- Born: Lucio Mastrogiovanni Tasca d’Almerita 9 January 1940 Palermo, Italy
- Died: 25 July 2022 (aged 82) Palermo, Italy
- Occupation: Winemaker
- Known for: Tasca d'Almerita

= Lucio Tasca =

Italian winemaker and equestrian (1940–2022)

Lucio Tasca d'Almerita (9 January 1940 – 25 July 2022) was an Italian winemaker and equestrian. He was known by many in his native Sicily as "Conte Lucio".

==Early life==
Tasca was born in Palermo, Sicily into a winemaking family.
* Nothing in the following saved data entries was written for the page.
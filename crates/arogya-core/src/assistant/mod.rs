//! Rule-based message dispatcher.
//!
//! A message is run through an ordered chain of rules; the first rule that produces a
//! response wins and nothing after it runs:
//!
//! | # | Rule        | Guard                                             |
//! |---|-------------|---------------------------------------------------|
//! | 1 | greeting    | a greeting word is a substring                    |
//! | 2 | digestive   | a digestive keyword is a substring (remedy lookup) |
//! | 3 | herb        | a known herb name is a substring                  |
//! | 4 | remedy      | remedies whose condition/symptoms contain the text |
//! | 5 | symptoms    | symptom/condition keywords map to herbs           |
//! | 6 | fallback    | always                                            |
//!
//! Rules 2–4 read the remedy store. A store failure ends the chain with
//! [`ERROR_RESPONSE`]; it never reaches the caller as an error.

mod dosha;
mod format;
mod fuzzy;
mod lexical;
mod recommend;

pub use dosha::{identify_doshas, Dosha};
pub use fuzzy::{fuzzy_match, similarity_ratio, DEFAULT_FUZZY_THRESHOLD};
pub use lexical::preprocess_text;
pub use recommend::{extract_symptoms_conditions, format_recommendations, recommended_herbs};

use std::sync::Arc;

use crate::error::StoreError;
use crate::knowledge::{HerbRecord, HerbalKnowledge, RemedySource};
use format::{format_digestive_remedy, format_herb_info, format_remedy_matches, UNKNOWN_HERB_RESPONSE};

pub const GREETING_RESPONSE: &str =
    "Hello! I'm your Ayurvedic health assistant. How can I help you today?";

pub const ERROR_RESPONSE: &str = "I apologize, but I encountered an error. Please try again.";

pub const NO_MESSAGE_RESPONSE: &str = "No message provided";

pub const FALLBACK_RESPONSE: &str = "I understand you're asking about health concerns. \
Could you please be more specific? You can ask about:\n\n\
1. Specific conditions (e.g., digestive issues, stress, headaches)\n\
2. Specific symptoms (e.g., bloating, anxiety, pain)\n\
3. Specific herbs (e.g., Ashwagandha, Triphala, Brahmi)\n\
4. General health advice";

const DIGESTIVE_CONDITION: &str = "Digestive Issues";

/// Outcome of a single rule: a response ends the chain, `None` falls through.
type RuleResult = Result<Option<String>, StoreError>;

struct Rule {
    name: &'static str,
    apply: fn(&Assistant, &str) -> RuleResult,
}

const RULES: [Rule; 5] = [
    Rule { name: "greeting", apply: Assistant::greeting_rule },
    Rule { name: "digestive", apply: Assistant::digestive_rule },
    Rule { name: "herb", apply: Assistant::herb_mention_rule },
    Rule { name: "remedy", apply: Assistant::remedy_search_rule },
    Rule { name: "symptoms", apply: Assistant::symptom_rule },
];

/// Answers chat messages from the herb knowledge base and a remedy source.
/// Stateless per call; cheap to clone and share across request handlers.
#[derive(Clone)]
pub struct Assistant {
    knowledge: Arc<HerbalKnowledge>,
    remedies: Arc<dyn RemedySource>,
}

impl Assistant {
    pub fn new(knowledge: Arc<HerbalKnowledge>, remedies: Arc<dyn RemedySource>) -> Self {
        Self { knowledge, remedies }
    }

    pub fn knowledge(&self) -> &HerbalKnowledge {
        &self.knowledge
    }

    /// Produces the response for one user message. Never fails.
    pub fn handle_message(&self, text: &str) -> String {
        let text = text.trim();
        if text.is_empty() {
            return NO_MESSAGE_RESPONSE.to_string();
        }
        let message = text.to_lowercase();
        for rule in &RULES {
            match (rule.apply)(self, &message) {
                Ok(Some(response)) => {
                    tracing::debug!(target: "arogya::assistant", rule = rule.name, "Rule matched");
                    return response;
                }
                Ok(None) => {}
                Err(e) => {
                    tracing::error!(
                        target: "arogya::assistant",
                        rule = rule.name,
                        error = %e,
                        "Error processing message"
                    );
                    return ERROR_RESPONSE.to_string();
                }
            }
        }
        tracing::debug!(target: "arogya::assistant", rule = "fallback", "No rule matched");
        FALLBACK_RESPONSE.to_string()
    }

    /// Herbs whose names are within `threshold` of `query`, best first.
    pub fn suggest_herbs(&self, query: &str, threshold: u8) -> Vec<(&HerbRecord, u8)> {
        let names = self.knowledge.herb_names();
        fuzzy_match(query, &names, threshold)
            .into_iter()
            .filter_map(|(name, score)| self.knowledge.herb(&name).map(|h| (h, score)))
            .collect()
    }

    fn greeting_rule(&self, message: &str) -> RuleResult {
        let greeted = self
            .knowledge
            .greeting_words()
            .iter()
            .any(|g| message.contains(g.as_str()));
        Ok(greeted.then(|| GREETING_RESPONSE.to_string()))
    }

    fn digestive_rule(&self, message: &str) -> RuleResult {
        let digestive = self
            .knowledge
            .digestive_keywords()
            .iter()
            .any(|k| message.contains(k.as_str()));
        if !digestive {
            return Ok(None);
        }
        Ok(self
            .remedies
            .find_remedy_by_condition(DIGESTIVE_CONDITION)?
            .map(|remedy| format_digestive_remedy(&remedy)))
    }

    fn herb_mention_rule(&self, message: &str) -> RuleResult {
        if let Some(herb) = self
            .knowledge
            .herbs()
            .iter()
            .find(|h| message.contains(&h.name.to_lowercase()))
        {
            return Ok(Some(format_herb_info(herb)));
        }
        let stored = self.remedies.list_distinct_herb_names()?;
        let mentioned = stored
            .iter()
            .find(|name| !name.is_empty() && message.contains(&name.to_lowercase()));
        Ok(mentioned.map(|name| match self.knowledge.find_herb(name) {
            Some(herb) => format_herb_info(herb),
            None => UNKNOWN_HERB_RESPONSE.to_string(),
        }))
    }

    fn remedy_search_rule(&self, message: &str) -> RuleResult {
        let remedies = self.remedies.search_remedies(message)?;
        if remedies.is_empty() {
            return Ok(None);
        }
        Ok(Some(format_remedy_matches(&remedies)))
    }

    fn symptom_rule(&self, message: &str) -> RuleResult {
        let (symptoms, conditions) = extract_symptoms_conditions(message, &self.knowledge);
        if symptoms.is_empty() && conditions.is_empty() {
            return Ok(None);
        }
        let herbs = recommended_herbs(&symptoms, &conditions, &self.knowledge);
        Ok(format_recommendations(&herbs, &self.knowledge))
    }
}
//! Herb knowledge base and remedy storage.
//!
//! The dispatcher only sees remedies through [`RemedySource`], so tests can swap the sled
//! store for an in-memory fake.

mod bootstrap;
mod herbs;
mod remedy;
mod store;

use std::collections::BTreeSet;

use crate::error::StoreError;

pub use bootstrap::{default_remedies, import_remedies_json, seed_default_remedies};
pub use herbs::{HerbRecord, HerbalKnowledge};
pub use remedy::RemedyRecord;
pub use store::RemedyStore;

/// Read-only access to remedy records.
pub trait RemedySource: Send + Sync {
    /// Exact (case-insensitive) lookup by condition name.
    fn find_remedy_by_condition(&self, name: &str) -> Result<Option<RemedyRecord>, StoreError>;

    /// Remedies whose condition name or symptom text contains `needle` (case-insensitive).
    fn search_remedies(&self, needle: &str) -> Result<Vec<RemedyRecord>, StoreError>;

    /// Every herb name referenced by any remedy.
    fn list_distinct_herb_names(&self) -> Result<BTreeSet<String>, StoreError>;
}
He attended high school in Lausanne, Switzerland, before attending the University of Palermo, where he graduated in Economics and Commerce.

==Winemaking==
In 1961, Tasca founded Regaleali, the company that later became Conte Tasca d'Almerita. In 2002, he founded Assovini Sicilia, an association of Sicilian winemakers. He was a founding member of the Istituto Grandi Marchi, and was president of Associazione Grandi Cru d’Italia from 2016 to 2018. He died in Palermo, aged 82.

==Equestrian==
Tasca competed in the team and individual eventing events at the 1960 Summer Olympics.